The Standard has also addressed the issue of curriculum development and implementation. Where the ODeL centre fall under the category of national polytechnic, the curriculum development and implementation shall be as provided in the national polytechnic CBET programme development standards. For other categories, they shall implement already developed programmes from recognized curriculum development and assessment bodies. The ODEL centre shall ensure quality in the implementation of the programmes.
For ODeL centres which are established within National polytechnics shall put in place mechanisms for regular review of both the curriculum and learning materials by peers and experts. The review shall focus on relevance and appropriateness of content in relation to the syllabuses and their objectives, discipline conformity and learner expectations.
The issue of trainers has also been addressed whereby an ODeL Center shall ensure the appropriate orientation of TVETA accredited trainers by expert trainers on ODeL system, who give face-face or non-contiguous intervention or interaction with the trainees.
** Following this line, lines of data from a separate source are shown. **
// Copyright 2020 Alex Dukhno
//
// Licensed under the Apache License, Version 2.0 (the "License");
// you may not use this file except in compliance with the License.
// You may obtain a copy of the License at
//
//     http://www.apache.org/licenses/LICENSE-2.0
//
// Unless required by applicable law or agreed to in writing, software
// distributed under the License is distributed on an "AS IS" BASIS,
// WITHOUT WARRANTIES OR CONDITIONS OF ANY KIND, either express or implied.
// See the License for the specific language governing permissions and
// limitations under the License.

//! `REPLACE` (§4.2, §4.4). The fast path (a single `Put` per shard) is only
//! safe when the table has at most one owner, that owner is `DIRECT`, and
//! the table has no dependents — otherwise a row might need to move shards
//! or migrate a dependent, which the fast path can't express, so the engine
//! falls back to a synthesized `DELETE` (by pk, across every shard the row
//! currently lives in) followed by an `INSERT`.

use crate::insert::{project_row, InsertCommand};
use crate::resolve::resolve_insert_shards;
use crate::Engine;
use pshard_ast::{Insert, Replace};
use pshard_catalog::ShardDescriptor;
use pshard_dataflow::Record;
use pshard_kernel::Result;

pub struct ReplaceCommand<'a, 'b> {
    engine: &'a Engine<'b>,
}

impl<'a, 'b> ReplaceCommand<'a, 'b> {
    pub fn new(engine: &'a Engine<'b>) -> ReplaceCommand<'a, 'b> {
        ReplaceCommand { engine }
    }

    pub fn execute(&self, replace: Replace) -> Result<usize> {
        let table = self.engine.catalog.table(&replace.table)?;
        let fast_path = table.dependents.is_empty()
            && match table.owners.len() {
                0 => true,
                1 => matches!(table.owners[0], ShardDescriptor::Direct { .. }),
                _ => false,
            };

        let mut affected = 0;
        for values in replace.rows {
            let row = project_row(&table, &replace.columns, values)?;
            let pk = row[table.primary_key_index].clone();

            if fast_path {
                let indexed = self.engine.open_indexed_columns(&table)?;
                let shards = resolve_insert_shards(self.engine, &table, &row)?;
                for shard in &shards {
                    self.engine.storage.replace(&table.name, shard, &pk, &row, &indexed)?;
                }
                self.engine.sink.emit(&table.name, vec![Record::Positive(row.clone())]);
                affected += 1;
            } else {
                affected += self.delete_every_copy(&table, &pk)?;
                affected += InsertCommand::new(self.engine).execute(Insert {
                    table: table.name.clone(),
                    columns: Vec::new(),
                    rows: vec![row],
                })?;
            }
        }
        Ok(affected)
    }

    /// The slow path's DELETE half: removes every copy of `pk` regardless of
    /// which shard(s) it currently lives in, since a row may have several
    /// owners (§3.3).
    fn delete_every_copy(&self, table: &pshard_catalog::Table, pk: &pshard_encoding::Value) -> Result<usize> {
        let column_types = self.engine.column_types(table);
        let indexed = self.engine.open_indexed_columns(table)?;
        let pk_bytes = pshard_encoding::encode_value(pk)?;

        let candidates = self.engine.storage.candidates(&table.name, None, Some(pk), None)?;
        let mut shards: Vec<Vec<u8>> = candidates
            .into_iter()
            .map(|(key, _)| key[..key.len() - pk_bytes.len()].to_vec())
            .collect();
        shards.sort();
        shards.dedup();

        let mut deleted = 0;
        for shard in shards {
            if self.engine.storage.delete_and_emit(&table.name, &shard, pk, &column_types, &indexed, self.engine.sink)? {
                deleted += 1;
            }
        }
        Ok(deleted)
    }
}
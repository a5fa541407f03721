// Copyright 2020 Alex Dukhno
//
// Licensed under the Apache License, Version 2.0 (the "License");
// you may not use this file except in compliance with the License.
// You may obtain a copy of the License at
//
//     http://www.apache.org/licenses/LICENSE-2.0
//
// Unless required by applicable law or agreed to in writing, software
// distributed under the License is distributed on an "AS IS" BASIS,
// WITHOUT WARRANTIES OR CONDITIONS OF ANY KIND, either express or implied.
// See the License for the specific language governing permissions and
// limitations under the License.

//! Owner-shard resolution (§4.4's Insert semantics) and the belated-
//! association migration that realizes the row-residency state machine
//! (§4.5) for `VARIABLE` ownership discovered after the fact.

use crate::{shard_kind_matches, Engine};
use pshard_catalog::{ShardDescriptor, Table};
use pshard_dataflow::Record;
use pshard_encoding::{decode_row, default_shard_key, shard_key, Value};
use pshard_kernel::{Error, Result};

/// Resolves the shard(s) a single `ShardDescriptor` contributes for the
/// concrete `value` found in its column (`row[desc.column_index()]` for an
/// insert, or a WHERE-clause binding for a routing decision). `Direct` just
/// builds the key; `Transitive`/`Variable` consult the descriptor's index
/// and filter cross-shard matches down to this descriptor's own kind, since
/// one physical self-pk index accumulates entries for every kind a table has
/// ever been owned by (§4.3).
pub fn resolve_value(engine: &Engine, desc: &ShardDescriptor, value: &Value) -> Result<Vec<Vec<u8>>> {
    match desc {
        ShardDescriptor::Direct { kind, .. } => {
            if value.is_null() {
                return Err(Error::failed_precondition("owner column cannot be NULL"));
            }
            Ok(vec![shard_key(kind, value)?])
        }
        ShardDescriptor::Transitive { kind, index, via_variable, next_table, .. } => {
            if value.is_null() {
                return if *via_variable {
                    Ok(Vec::new())
                } else {
                    Err(Error::failed_precondition("owner column cannot be NULL"))
                };
            }
            let idx = engine.storage.index(index)?;
            let matches: Vec<Vec<u8>> = idx
                .lookup_across_shards(value)?
                .into_iter()
                .filter(|(shard, _)| shard_kind_matches(shard, kind))
                .map(|(shard, _)| shard)
                .collect();
            if matches.is_empty() {
                if *via_variable {
                    Ok(Vec::new())
                } else {
                    Err(Error::failed_precondition(format!(
                        "dangling foreign key: no '{}' row found for kind '{}'",
                        next_table, kind
                    )))
                }
            } else {
                Ok(dedup(matches))
            }
        }
        ShardDescriptor::Variable { index, .. } => {
            if value.is_null() {
                return Ok(Vec::new());
            }
            let idx = engine.storage.index(index)?;
            let matches: Vec<Vec<u8>> = idx
                .lookup_across_shards(value)?
                .into_iter()
                .filter(|(shard, _)| shard_kind_matches(shard, desc.kind()))
                .map(|(shard, _)| shard)
                .collect();
            Ok(dedup(matches))
        }
    }
}

fn dedup(mut shards: Vec<Vec<u8>>) -> Vec<Vec<u8>> {
    shards.sort();
    shards.dedup();
    shards
}

/// Resolves every shard a freshly-inserted `row` of `table` belongs to
/// (§4.4's Insert), or `[default_shard_key()]` when no owner resolves at
/// all (§4.5: "a row is in DEFAULT iff no resolver could produce any owning
/// shard at the time of insert").
pub fn resolve_insert_shards(engine: &Engine, table: &Table, row: &[Value]) -> Result<Vec<Vec<u8>>> {
    let mut shards = Vec::new();
    for desc in &table.owners {
        let value = &row[desc.column_index()];
        shards.extend(resolve_value(engine, desc, value)?);
    }
    if shards.is_empty() {
        Ok(vec![default_shard_key()])
    } else {
        Ok(dedup(shards))
    }
}

/// The belated-association case (§4.5, §9 Open Question 1): after inserting
/// `source_row` into `source_table` under `new_shards`, every dependent
/// table that is `VARIABLE`-owned via `source_table` must have its matching
/// row migrated from `DEFAULT` into the newly-resolved shard(s), and the
/// same check recurses into that dependent's own dependents so a chain of
/// variable ownerships migrates transitively.
pub fn migrate_dependents(engine: &Engine, source_table: &Table, source_row: &[Value], new_shards: &[Vec<u8>]) -> Result<()> {
    for dependent_name in source_table.dependents.clone() {
        let dependent = engine.catalog.table(&dependent_name)?;
        let descriptors: Vec<ShardDescriptor> = dependent.owners.iter().chain(dependent.accessors.iter()).cloned().collect();
        for desc in descriptors {
            let ShardDescriptor::Variable { origin_table, origin_column, kind, .. } = &desc else {
                continue;
            };
            if origin_table != &source_table.name {
                continue;
            }
            let matching: Vec<Vec<u8>> = new_shards.iter().filter(|s| shard_kind_matches(s, kind)).cloned().collect();
            if matching.is_empty() {
                continue;
            }
            let origin_index = source_table
                .column_index(origin_column)
                .ok_or_else(|| Error::internal(format!("unknown column '{}' on '{}'", origin_column, source_table.name)))?;
            let target_pk = &source_row[origin_index];
            migrate_one_row(engine, &dependent, target_pk, &matching)?;
        }
    }
    Ok(())
}

fn migrate_one_row(engine: &Engine, dependent: &Table, target_pk: &Value, new_shards: &[Vec<u8>]) -> Result<()> {
    let column_types = engine.column_types(dependent);
    let indexed = engine.open_indexed_columns(dependent)?;
    let default_key = default_shard_key();

    let existing_default = engine.storage.get(&dependent.name, &default_key, target_pk)?;
    let row_values = match existing_default {
        Some(bytes) => Some(decode_row(&bytes, &column_types)?),
        None => engine
            .storage
            .candidates(&dependent.name, None, Some(target_pk), None)?
            .into_iter()
            .next()
            .map(|(_, bytes)| decode_row(&bytes, &column_types))
            .transpose()?,
    };

    let Some(row_values) = row_values else {
        // No such row exists yet; nothing to migrate until it does.
        return Ok(());
    };

    for shard in new_shards {
        engine.storage.insert(&dependent.name, shard, target_pk, &row_values, &indexed)?;
        engine.sink.emit(&dependent.name, vec![Record::Positive(row_values.clone())]);
    }

    if engine.storage.get(&dependent.name, &default_key, target_pk)?.is_some() {
        engine.storage.delete(&dependent.name, &default_key, target_pk, &column_types, &indexed)?;
        engine.sink.emit(&dependent.name, vec![Record::Negative(row_values.clone())]);
    }

    migrate_dependents(engine, dependent, &row_values, new_shards)
}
On assessment, the ODeL Centre shall, at enrolment, inform the trainee of any assessments that would be required and declare the requirements of the said assessments. The requirements for external assessments should include the responsibility of the provider and responsibility of the trainee.
The TVET Standard on Open, Distance and e-Learning captures and addresses a wide range of other issues that are aimed at mainstreaming these forms of learning.
It is now upon the ODeL providers to get hold of the standard, read and understand and roll-out according to the guidelines so that in the coming days no learner is left behind no matter the circumstances we are facing individually, as a country or a people in a global set up.